Quanto às sementes, minha mãe falava a verdade. Feijão cozido com pé de porco é um desperdício. Serve apenas para matar a fome, não cumpre seu sonho de perpetuar a espécie dos feijões. Nada adianta dar-lhe cova e adubo, apodrece e não vinga. O feijão preparado para ser alimento frustrará um de seus sonhos. Mata a fome, mas não brota. Escolhido entre pedras e carunchos, o grão vai à panela com sonho também escolhido. Os sonhos do feijão são alternativos e não aditivos. Se matar a fome, não germina. Se germinar, não mata a fome.

Minha mãe achava certo não comer sementes de flores. Inda bem, nos dizia. Flores nascem para esperar a primavera. Ela apenas se resignava a entregar algumas, de girassóis, para uma caturrita já velha.  “Compensamos com flores o voo que lhe roubamos na vida”, justificava.

Sobre o sonho das coisas e sua ânsia em realizá-los, Jorge Luis Borges conta em O Punhal. Enquanto alguns se divertem enfiando-o e tirando-o da bainha, sente-se, o punhal, frustrado e inútil. De que lhe valeu o sofrimento da têmpera e forja? Quer matar, quer sangue. “Numa gaveta da escrivaninha, entre rascunhos e cartas, interminavelmente sonha o punhal seu singelo sonho de tigre, e a mão se anima quando o rege porque o metal se anima, o metal que pressente, em cada contato, o homicida para quem o criaram os homens.

Às vezes tenho pena. Tanta dureza, tanta fé, tão dócil ou inocente soberba, e os anos passam, inúteis”.

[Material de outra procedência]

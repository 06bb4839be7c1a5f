//! Gradient palettes and text colors, one set per backdrop.

use ratatui::style::Color;

use crate::scene::Background;

/// Vertical gradient, top to bottom, with an optional middle stop.
#[derive(Debug, Clone, Copy, PartialEq)]
pub struct Gradient {
    pub top: (u8, u8, u8),
    pub via: Option<(u8, u8, u8)>,
    pub bottom: (u8, u8, u8),
}

pub fn gradient(background: Background) -> Gradient {
    match background {
        Background::SnowyDay => Gradient {
            top: (241, 245, 249),
            via: Some((186, 230, 253)),
            bottom: (203, 213, 225),
        },
        Background::SnowyNight => Gradient {
            top: (15, 23, 42),
            via: Some((30, 58, 138)),
            bottom: (30, 27, 75),
        },
        Background::RainyDay => Gradient {
            top: (226, 232, 240),
            via: Some((56, 189, 248)),
            bottom: (71, 85, 105),
        },
        Background::RainyNight => Gradient {
            top: (55, 48, 163),
            via: Some((15, 23, 42)),
            bottom: (0, 0, 0),
        },
        Background::WindyDay => Gradient {
            top: (226, 232, 240),
            via: Some((165, 243, 252)),
            bottom: (148, 163, 184),
        },
        Background::WindyNight => Gradient {
            top: (15, 23, 42),
            via: Some((8, 51, 68)),
            bottom: (2, 6, 23),
        },
        Background::ClearDay => Gradient {
            top: (125, 211, 252),
            via: Some((34, 211, 238)),
            bottom: (37, 99, 235),
        },
        Background::ClearNight => Gradient {
            top: (49, 46, 129),
            via: None,
            bottom: (15, 23, 42),
        },
    }
}

/// Color at position `t` down the gradient, 0 at the top row and 1 at the
/// bottom. Three-stop gradients place the middle stop at the halfway line.
pub fn row_rgb(gradient: &Gradient, t: f32) -> (u8, u8, u8) {
    match gradient.via {
        Some(via) if t < 0.5 => lerp_rgb(gradient.top, via, t * 2.0),
        Some(via) => lerp_rgb(via, gradient.bottom, (t - 0.5) * 2.0),
        None => lerp_rgb(gradient.top, gradient.bottom, t),
    }
}

pub fn lerp_rgb(a: (u8, u8, u8), b: (u8, u8, u8), t: f32) -> (u8, u8, u8) {
    let t = t.clamp(0.0, 1.0);
    let channel = |x: u8, y: u8| (f32::from(x) + (f32::from(y) - f32::from(x)) * t).round() as u8;
    (channel(a.0, b.0), channel(a.1, b.1), channel(a.2, b.2))
}

pub fn to_color(rgb: (u8, u8, u8)) -> Color {
    Color::Rgb(rgb.0, rgb.1, rgb.2)
}

/// Primary text color readable against the gradient.
pub fn text(background: Background) -> Color {
    if background.is_day() {
        Color::Rgb(15, 23, 42)
    } else {
        Color::Rgb(241, 245, 249)
    }
}

/// Secondary labels and borders.
pub fn text_dim(background: Background) -> Color {
    if background.is_day() {
        Color::Rgb(51, 65, 85)
    } else {
        Color::Rgb(148, 163, 184)
    }
}

/// Highlight for the selected day and search matches.
pub fn accent(background: Background) -> Color {
    if background.is_day() {
        Color::Rgb(7, 89, 133)
    } else {
        Color::Rgb(125, 211, 252)
    }
}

Tem dias que habito o sonho das coisas e seu latente desejo de vir à tona.  Além do sonho das sementes, naturalmente engendrado, há coisas nascidas da imaginação do homem com seus desejos também humanos.  Natural ou inventado, todo sonho possui uma força indomável para a realidade. As batatas e as cebolas brotam na despensa, os venenos vazam dos frascos. Por trás das coisas, há um poder maior que elas, sonho para o qual foram plasmadas.

Se o sonho das coisas não se tornar realidade, sempre haverá frustração.  Um livro não lido, uma roupa esquecida, uma panela no armário, um perfume vencido. Livro fechado, uma imaginação morta. Se a roupa não foi vestida, alguma beleza ocultou-se. Se a panela não foi usada, uma ceia deixou de ser feita. Se o perfume evaporou, um cheiro cítrico se perdeu para sempre.

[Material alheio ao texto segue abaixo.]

use ratatui::{
    Frame,
    layout::Rect,
    style::{Color, Modifier, Style},
    text::{Line, Span},
    widgets::Paragraph,
};

use crate::{app::state::AppState, data::neo::NeoFlyby, ui::theme};

use super::shared::panel_block;

pub fn render(frame: &mut Frame, area: Rect, state: &AppState) {
    let background = state.scene_params.background;
    let block = panel_block("NASA flybys", background);
    let inner = block.inner(area);
    frame.render_widget(block, area);

    let text = Style::default().fg(theme::text(background));
    let dim = Style::default().fg(theme::text_dim(background));

    if state.neo.loading {
        frame.render_widget(
            Paragraph::new(Line::from(Span::styled("Checking near-Earth objects...", dim))),
            inner,
        );
        return;
    }
    if let Some(error) = &state.neo.error {
        frame.render_widget(
            Paragraph::new(Line::from(Span::styled(
                error.clone(),
                Style::default().fg(Color::Rgb(254, 202, 202)),
            ))),
            inner,
        );
        return;
    }
    if state.neo.flybys.is_empty() {
        frame.render_widget(
            Paragraph::new(Line::from(Span::styled("No close approaches this week", dim))),
            inner,
        );
        return;
    }

    let mut lines = Vec::new();
    for flyby in &state.neo.flybys {
        lines.push(title_line(flyby, text, dim));
        if state.neo.expanded {
            for detail in detail_lines(flyby) {
                lines.push(Line::from(Span::styled(format!("  {detail}"), dim)));
            }
        }
    }
    if !state.neo.expanded {
        lines.push(Line::from(Span::styled("n expand", dim)));
    }
    frame.render_widget(Paragraph::new(lines), inner);
}

fn title_line(flyby: &NeoFlyby, text: Style, dim: Style) -> Line<'static> {
    let mut spans = Vec::new();
    if flyby.hazardous {
        spans.push(Span::styled(
            "⚠ ",
            Style::default()
                .fg(Color::Rgb(253, 224, 71))
                .add_modifier(Modifier::BOLD),
        ));
    }
    spans.push(Span::styled(flyby.name.clone(), text.add_modifier(Modifier::BOLD)));
    spans.push(Span::styled(format!("  {}", miss_text(flyby)), dim));
    Line::from(spans)
}

fn miss_text(flyby: &NeoFlyby) -> String {
    match flyby.miss_km {
        Some(km) if km >= 1_000_000.0 => format!("{:.2}M km", km / 1_000_000.0),
        Some(km) => format!("{} km", group_thousands(km.round() as u64)),
        None => "-- km".to_string(),
    }
}

fn detail_lines(flyby: &NeoFlyby) -> Vec<String> {
    let mut lines = vec![flyby.approach_label.clone()];
    if let Some(kph) = flyby.speed_kph {
        lines.push(format!("{} km/h", group_thousands(kph.round() as u64)));
    }
    if let (Some(min), Some(max)) = (flyby.diameter_min_km, flyby.diameter_max_km) {
        lines.push(format!("{min:.2}-{max:.2} km across"));
    }
    if let Some(h) = flyby.magnitude_h {
        lines.push(format!("H {h:.1}"));
    }
    if let Some(body) = &flyby.orbiting_body {
        lines.push(format!("orbits {body}"));
    }
    lines
}

fn group_thousands(value: u64) -> String {
    let digits = value.to_string();
    let mut grouped = String::with_capacity(digits.len() + digits.len() / 3);
    for (idx, ch) in digits.chars().enumerate() {
        if idx > 0 && (digits.len() - idx).is_multiple_of(3) {
            grouped.push(',');
        }
        grouped.push(ch);
    }
    grouped
}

Enxertando uma utilidade antes inexistente, pessoas traem o sonho original das coisas. Utilidade não é sonho, não o substitui.

O livro guardando recortes, o vestido tapando uma fresta, a panela aparando goteiras e o perfume incendiando as achas de lenha. Caberá ao sonho resignar-se à espera de um tempo propício, ou à eterna frustração imposta.

Quando uma pessoa desvia o sonho das coisas, torna-se responsável pelos resultados. Porque traiu o sonho latente enxertando outro impróprio e extrínseco. É o caso de se usar um tijolo, com seu sonho de casa, para estraçalhar um ser vivo. Ou quando uma faca de cozinha, com seu sonho de cortar alimentos, transpassa átrios e ventrículos.

Por causa dos sonhos latentes nas coisas é que nunca terei armas em casa.  Na bala e na arma, como no punhal de Borges, haverá um sonho buscando alguém para realizá-lo. Tanto metal forjado e inútil.

Tenho medo de não saber dizer não quando o sonho das armas pedir realidade.  Melhor mesmo é ter em casa só grãos e sementes. De alimentos e de flores.

São Francisco de Assis pedia para ser instrumento de paz. Os cristãos de hoje preferem pedir para Deus balas e revólveres. Seria aquela história do Semeador jogando sementes a primeira fake bíblica? Teriam os tradutores trocado as balas do Semeador por sementes para mostrar um Jesus mais pacífico?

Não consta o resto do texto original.